Loch Ness Monster: The largest search in decades is underway

A view of the Loch Ness Monster, near Inverness, Scotland, April 19, 1934. The photograph, one of two pictures known as the 'surgeon's photographs,' was allegedly taken by Colonel Robert Kenneth Wilson, though it was later exposed as a hoax by one of the participants, Chris Spurling, who, on his deathbed, revealed that the pictures were staged by himself. (Photo by Keystone/Getty Images)

The largest search for the elusive Loch Ness Monster in decades has begun this weekend.

Staff from the newly revamped Loch Ness Centre at Drumnadrochit have teamed up with a group of independent and voluntary researchers, Loch Ness Exploration (LNE), to conduct the biggest surface water survey in more than 50 years.

The centre is seeking more budding Nessie hunters to get involved in the search, which was planned across the weekend.

The search is expected to be the largest of its kind since the Loch Ness Investigation Bureau studied the loch for signs of the mythical monster in 1972.

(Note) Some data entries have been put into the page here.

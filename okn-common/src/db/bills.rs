//! Bills, private proposals and bill stage tracking
//!
//! A bill's stage is derived from the evidence linked to it (votes, committee
//! meetings and proposals) by [`derive_stage`], a pure function. The
//! persistence side loads that evidence, runs the derivation and stores the
//! result with [`update_stage`].

use crate::db::knessets::first_knesset_start;
use crate::{Error, Result};
use chrono::{NaiveDate, NaiveDateTime};
use serde::Serialize;
use sqlx::{QueryBuilder, Row, Sqlite, SqlitePool};

/// Vote titles that mark a pre-vote as converting the bill into a discussion
pub const CONVERT_TO_DISCUSSION_HEADERS: [&str; 2] = ["להעביר את הנושא", "העברת הנושא"];

#[derive(Debug, Clone, Copy, PartialEq, Eq, Hash)]
pub enum BillStage {
    Unknown,
    Frozen,
    Proposed,
    PreApproved,
    FailedPreApproval,
    ConvertedToDiscussion,
    InCommittee,
    FirstVote,
    FailedFirstVote,
    CommitteeCorrections,
    Approved,
    FailedApproval,
}

impl BillStage {
    pub const ALL: [BillStage; 12] = [
        BillStage::Unknown,
        BillStage::Frozen,
        BillStage::Proposed,
        BillStage::PreApproved,
        BillStage::FailedPreApproval,
        BillStage::ConvertedToDiscussion,
        BillStage::InCommittee,
        BillStage::FirstVote,
        BillStage::FailedFirstVote,
        BillStage::CommitteeCorrections,
        BillStage::Approved,
        BillStage::FailedApproval,
    ];

    /// Stage code as stored
    pub fn code(self) -> &'static str {
        match self {
            BillStage::Unknown => "?",
            BillStage::Frozen => "0",
            BillStage::Proposed => "1",
            BillStage::PreApproved => "2",
            BillStage::FailedPreApproval => "-2",
            BillStage::ConvertedToDiscussion => "-2.1",
            BillStage::InCommittee => "3",
            BillStage::FirstVote => "4",
            BillStage::FailedFirstVote => "-4",
            BillStage::CommitteeCorrections => "5",
            BillStage::Approved => "6",
            BillStage::FailedApproval => "-6",
        }
    }

    pub fn from_code(code: &str) -> Option<BillStage> {
        Self::ALL.into_iter().find(|s| s.code() == code)
    }

    pub fn description(self) -> &'static str {
        match self {
            BillStage::Unknown => "Unknown",
            BillStage::Frozen => "Frozen in previous knesset",
            BillStage::Proposed => "Proposed",
            BillStage::PreApproved => "Pre-Approved",
            BillStage::FailedPreApproval => "Failed Pre-Approval",
            BillStage::ConvertedToDiscussion => "Converted to discussion",
            BillStage::InCommittee => "In Committee",
            BillStage::FirstVote => "First Vote",
            BillStage::FailedFirstVote => "Failed First Vote",
            BillStage::CommitteeCorrections => "Committee Corrections",
            BillStage::Approved => "Approved",
            BillStage::FailedApproval => "Failed Approval",
        }
    }
}

/// Serialized as the stage code
impl Serialize for BillStage {
    fn serialize<S: serde::Serializer>(&self, serializer: S) -> std::result::Result<S::Ok, S::Error> {
        serializer.serialize_str(self.code())
    }
}

/// Aggregate stage groups used by statistics and the bill listing
#[derive(Debug, Clone, Copy, PartialEq, Eq)]
pub enum StageGroup {
    Proposed,
    Pre,
    First,
    Approved,
}

impl StageGroup {
    pub fn parse(name: &str) -> Option<StageGroup> {
        match name {
            "proposed" => Some(StageGroup::Proposed),
            "pre" => Some(StageGroup::Pre),
            "first" => Some(StageGroup::First),
            "approved" => Some(StageGroup::Approved),
            _ => None,
        }
    }

    /// Stages in the group; `Proposed` covers every stage
    pub fn stages(self) -> &'static [BillStage] {
        match self {
            StageGroup::Proposed => &BillStage::ALL,
            StageGroup::Pre => &[
                BillStage::PreApproved,
                BillStage::InCommittee,
                BillStage::FirstVote,
                BillStage::CommitteeCorrections,
                BillStage::Approved,
                BillStage::FailedFirstVote,
                BillStage::FailedApproval,
            ],
            StageGroup::First => &[
                BillStage::FirstVote,
                BillStage::CommitteeCorrections,
                BillStage::Approved,
                BillStage::FailedApproval,
            ],
            StageGroup::Approved => &[BillStage::Approved],
        }
    }

    pub fn contains(self, stage: BillStage) -> bool {
        self.stages().contains(&stage)
    }
}

#[derive(Debug, Clone, PartialEq, Serialize)]
pub struct Bill {
    pub id: Option<i64>,
    pub title: String,
    pub popular_name: String,
    pub stage: BillStage,
    pub stage_date: Option<NaiveDate>,
    pub knesset_proposal_date: Option<NaiveDate>,
    pub gov_proposal_date: Option<NaiveDate>,
    pub first_vote_id: Option<i64>,
    pub approval_vote_id: Option<i64>,
    /// Booklet number the knesset proposal was published in
    pub knesset_booklet: Option<i64>,
    /// Booklet number the government proposal was published in
    pub gov_booklet: Option<i64>,
}

impl Bill {
    pub fn new(title: &str) -> Self {
        Self {
            id: None,
            title: title.to_string(),
            popular_name: String::new(),
            stage: BillStage::Unknown,
            stage_date: None,
            knesset_proposal_date: None,
            gov_proposal_date: None,
            first_vote_id: None,
            approval_vote_id: None,
            knesset_booklet: None,
            gov_booklet: None,
        }
    }
}

#[derive(Debug, Clone, PartialEq, Serialize)]
pub struct PrivateProposal {
    pub id: Option<i64>,
    /// Knesset's own proposal number
    pub proposal_id: Option<i64>,
    pub bill_id: Option<i64>,
    pub date: NaiveDate,
    pub title: String,
}

/// Outcome of a vote as seen by stage derivation
#[derive(Debug, Clone, PartialEq)]
pub struct VoteEvidence {
    pub date: NaiveDate,
    pub passed: bool,
    pub title: String,
}

/// Everything linked to a bill that moves its stage
#[derive(Debug, Clone, Default, PartialEq)]
pub struct StageEvidence {
    pub approval_vote: Option<VoteEvidence>,
    pub second_committee_meetings: Vec<NaiveDate>,
    pub first_vote: Option<VoteEvidence>,
    pub knesset_proposal_date: Option<NaiveDate>,
    pub gov_proposal_date: Option<NaiveDate>,
    pub first_committee_meetings: Vec<NaiveDate>,
    pub pre_votes: Vec<VoteEvidence>,
    pub private_proposals: Vec<NaiveDate>,
}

Surveying equipment that has never been used on the loch before will be deployed to uncover the secrets of the mysterious waters.

This will include drones which will produce thermal images of the water from the air using infrared cameras, as it is believed observing heat from above could provide a crucial component for identifying any strange anomalies.

A hydrophone will also be used to detect acoustic signals under the water, listening for any Nessie-like calls, as well as other technology that could prove useful in the search.

The Loch Ness Centre and LNE are looking for volunteers to keep an eye out for any breaks in the water or any other inexplicable movements over the weekend.

The Loch Ness Centre is located at the old Drumnadrochit Hotel, where it is said manageress Aldie Mackay reported seeing a “water beast” in Loch Ness 90 years ago.